### Assignment:
Repeat every record below exactly as it appears.

------------------------------

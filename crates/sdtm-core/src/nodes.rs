//! Node descriptor table: the root-to-leaf path an export walks.

use sdtm_model::ConfigurationError;

/// One level of the export path.
#[derive(Debug, Clone, PartialEq, Eq)]
pub struct NodeDescriptor {
    record_type: String,
    child_relation: Option<String>,
    parent_relation: Option<String>,
}

impl NodeDescriptor {
    pub fn new(
        record_type: impl Into<String>,
        child_relation: Option<&str>,
        parent_relation: Option<&str>,
    ) -> Self {
        Self {
            record_type: record_type.into(),
            child_relation: child_relation.map(str::to_string),
            parent_relation: parent_relation.map(str::to_string),
        }
    }

    /// First level: descends through `child_relation`, has no parent.
    pub fn root(record_type: impl Into<String>, child_relation: &str) -> Self {
        Self::new(record_type, Some(child_relation), None)
    }

    /// Intermediate level.
    pub fn branch(record_type: impl Into<String>, child_relation: &str, parent_relation: &str) -> Self {
        Self::new(record_type, Some(child_relation), Some(parent_relation))
    }

    /// Last level: one flat record per instance.
    pub fn leaf(record_type: impl Into<String>, parent_relation: &str) -> Self {
        Self::new(record_type, None, Some(parent_relation))
    }

    /// A one-level table: the root is also the leaf.
    pub fn single(record_type: impl Into<String>) -> Self {
        Self::new(record_type, None, None)
    }

    pub fn record_type(&self) -> &str {
        &self.record_type
    }

    pub fn child_relation(&self) -> Option<&str> {
        self.child_relation.as_deref()
    }

    pub fn parent_relation(&self) -> Option<&str> {
        self.parent_relation.as_deref()
    }

    pub fn is_leaf(&self) -> bool {
        self.child_relation.is_none()
    }
}

/// A validated, non-empty sequence of node descriptors.
///
/// Only the first descriptor lacks a parent relation, only the last lacks a
/// child relation, and every record type appears once.
#[derive(Debug, Clone, PartialEq, Eq)]
pub struct NodeTable {
    nodes: Vec<NodeDescriptor>,
}

impl NodeTable {
    pub fn new(nodes: Vec<NodeDescriptor>) -> Result<Self, ConfigurationError> {
        if nodes.is_empty() {
            return Err(ConfigurationError::EmptyNodeTable);
        }
        let last = nodes.len() - 1;
        for (level, node) in nodes.iter().enumerate() {
            if node.record_type.trim().is_empty() {
                return Err(ConfigurationError::BlankRecordType { level });
            }
            if nodes[..level]
                .iter()
                .any(|earlier| earlier.record_type == node.record_type)
            {
                return Err(ConfigurationError::DuplicateRecordType {
                    record_type: node.record_type.clone(),
                });
            }
            match (level == 0, node.parent_relation.is_some()) {
                (true, true) => {
                    return Err(ConfigurationError::RootHasParent {
                        record_type: node.record_type.clone(),
                    });
                }
                (false, false) => {
                    return Err(ConfigurationError::MissingParentRelation {
                        record_type: node.record_type.clone(),
                        level,
                    });
                }
                _ => {}
            }
            match (level == last, node.child_relation.is_some()) {
                (true, true) => {
                    return Err(ConfigurationError::LeafHasChild {
                        record_type: node.record_type.clone(),
                    });
                }
                (false, false) => {
                    return Err(ConfigurationError::MissingChildRelation {
                        record_type: node.record_type.clone(),
                        level,
                    });
                }
                _ => {}
            }
        }
        Ok(Self { nodes })
    }

    pub fn root(&self) -> &NodeDescriptor {
        &self.nodes[0]
    }

    pub fn leaf(&self) -> &NodeDescriptor {
        &self.nodes[self.nodes.len() - 1]
    }

    pub fn get(&self, level: usize) -> Option<&NodeDescriptor> {
        self.nodes.get(level)
    }

    /// Level of a record type, 0 being the root.
    pub fn level_of(&self, record_type: &str) -> Option<usize> {
        self.nodes
            .iter()
            .position(|node| node.record_type == record_type)
    }

    pub fn leaf_level(&self) -> usize {
        self.nodes.len() - 1
    }

    pub fn len(&self) -> usize {
        self.nodes.len()
    }

    pub fn is_empty(&self) -> bool {
        self.nodes.is_empty()
    }

    pub fn iter(&self) -> impl Iterator<Item = &NodeDescriptor> {
        self.nodes.iter()
    }

    pub fn record_types(&self) -> impl Iterator<Item = &str> {
        self.nodes.iter().map(NodeDescriptor::record_type)
    }
}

------------------------------

### Answer box:
filename crates/sdtm-core/src/nodes.rs
//! Node descriptor table: the root-to-leaf path an export walks.

use sdtm_model::ConfigurationError;

/// One level of the export path.
#[derive(Debug, Clone, PartialEq, Eq)]
pub struct NodeDescriptor {
    record_type: String,
    child_relation: Option<String>,
    parent_relation: Option<String>,
}

impl NodeDescriptor {
    pub fn new(
        record_type: impl Into<String>,
        child_relation: Option<&str>,
        parent_relation: Option<&str>,
    ) -> Self {
        Self {
            record_type: record_type.into(),
            child_relation: child_relation.map(str::to_string),
            parent_relation: parent_relation.map(str::to_string),
        }
    }

    /// First level: descends through `child_relation`, has no parent.
    pub fn root(record_type: impl Into<String>, child_relation: &str) -> Self {
        Self::new(record_type, Some(child_relation), None)
    }

    /// Intermediate level.
    pub fn branch(record_type: impl Into<String>, child_relation: &str, parent_relation: &str) -> Self {
        Self::new(record_type, Some(child_relation), Some(parent_relation))
    }

    /// Last level: one flat record per instance.
    pub fn leaf(record_type: impl Into<String>, parent_relation: &str) -> Self {
        Self::new(record_type, None, Some(parent_relation))
    }

    /// A one-level table: the root is also the leaf.
    pub fn single(record_type: impl Into<String>) -> Self {
        Self::new(record_type, None, None)
    }

    pub fn record_type(&self) -> &str {
        &self.record_type
    }

    pub fn child_relation(&self) -> Option<&str> {
        self.child_relation.as_deref()
    }

    pub fn parent_relation(&self) -> Option<&str> {
        self.parent_relation.as_deref()
    }

    pub fn is_leaf(&self) -> bool {
        self.child_relation.is_none()
    }
}

/// A validated, non-empty sequence of node descriptors.
///
/// Only the first descriptor lacks a parent relation, only the last lacks a
/// child relation, and every record type appears once.
#[derive(Debug, Clone, PartialEq, Eq)]
pub struct NodeTable {
    nodes: Vec<NodeDescriptor>,
}

impl NodeTable {
    pub fn new(nodes: Vec<NodeDescriptor>) -> Result<Self, ConfigurationError> {
        if nodes.is_empty() {
            return Err(ConfigurationError::EmptyNodeTable);
        }
        let last = nodes.len() - 1;
        for (level, node) in nodes.iter().enumerate() {
            if node.record_type.trim().is_empty() {
                return Err(ConfigurationError::BlankRecordType { level });
            }
            if nodes[..level]
                .iter()
                .any(|earlier| earlier.record_type == node.record_type)
            {
                return Err(ConfigurationError::DuplicateRecordType {
                    record_type: node.record_type.clone(),
                });
            }
            match (level == 0, node.parent_relation.is_some()) {
                (true, true) => {
                    return Err(ConfigurationError::RootHasParent {
                        record_type: node.record_type.clone(),
                    });
                }
                (false, false) => {
                    return Err(ConfigurationError::MissingParentRelation {
                        record_type: node.record_type.clone(),
                        level,
                    });
                }
                _ => {}
            }
            match (level == last, node.child_relation.is_some()) {
                (true, true) => {
                    return Err(ConfigurationError::LeafHasChild {
                        record_type: node.record_type.clone(),
                    });
                }
                (false, false) => {
                    return Err(ConfigurationError::MissingChildRelation {
                        record_type: node.record_type.clone(),
                        level,
                    });
                }
                _ => {}
            }
        }
        Ok(Self { nodes })
    }

    pub fn root(&self) -> &NodeDescriptor {
        &self.nodes[0]
    }

    pub fn leaf(&self) -> &NodeDescriptor {
        &self.nodes[self.nodes.len() - 1]
    }

    pub fn get(&self, level: usize) -> Option<&NodeDescriptor> {
        self.nodes.get(level)
    }

    /// Level of a record type, 0 being the root.
    pub fn level_of(&self, record_type: &str) -> Option<usize> {
        self.nodes
            .iter()
            .position(|node| node.record_type == record_type)
    }

    pub fn leaf_level(&self) -> usize {
        self.nodes.len() - 1
    }

    pub fn len(&self) -> usize {
        self.nodes.len()
    }

    pub fn is_empty(&self) -> bool {
        self.nodes.is_empty()
    }

    pub fn iter(&self) -> impl Iterator<Item = &NodeDescriptor> {
        self.nodes.iter()
    }

    pub fn record_types(&self) -> impl Iterator<Item = &str> {
        self.nodes.iter().map(NodeDescriptor::record_type)
    }
}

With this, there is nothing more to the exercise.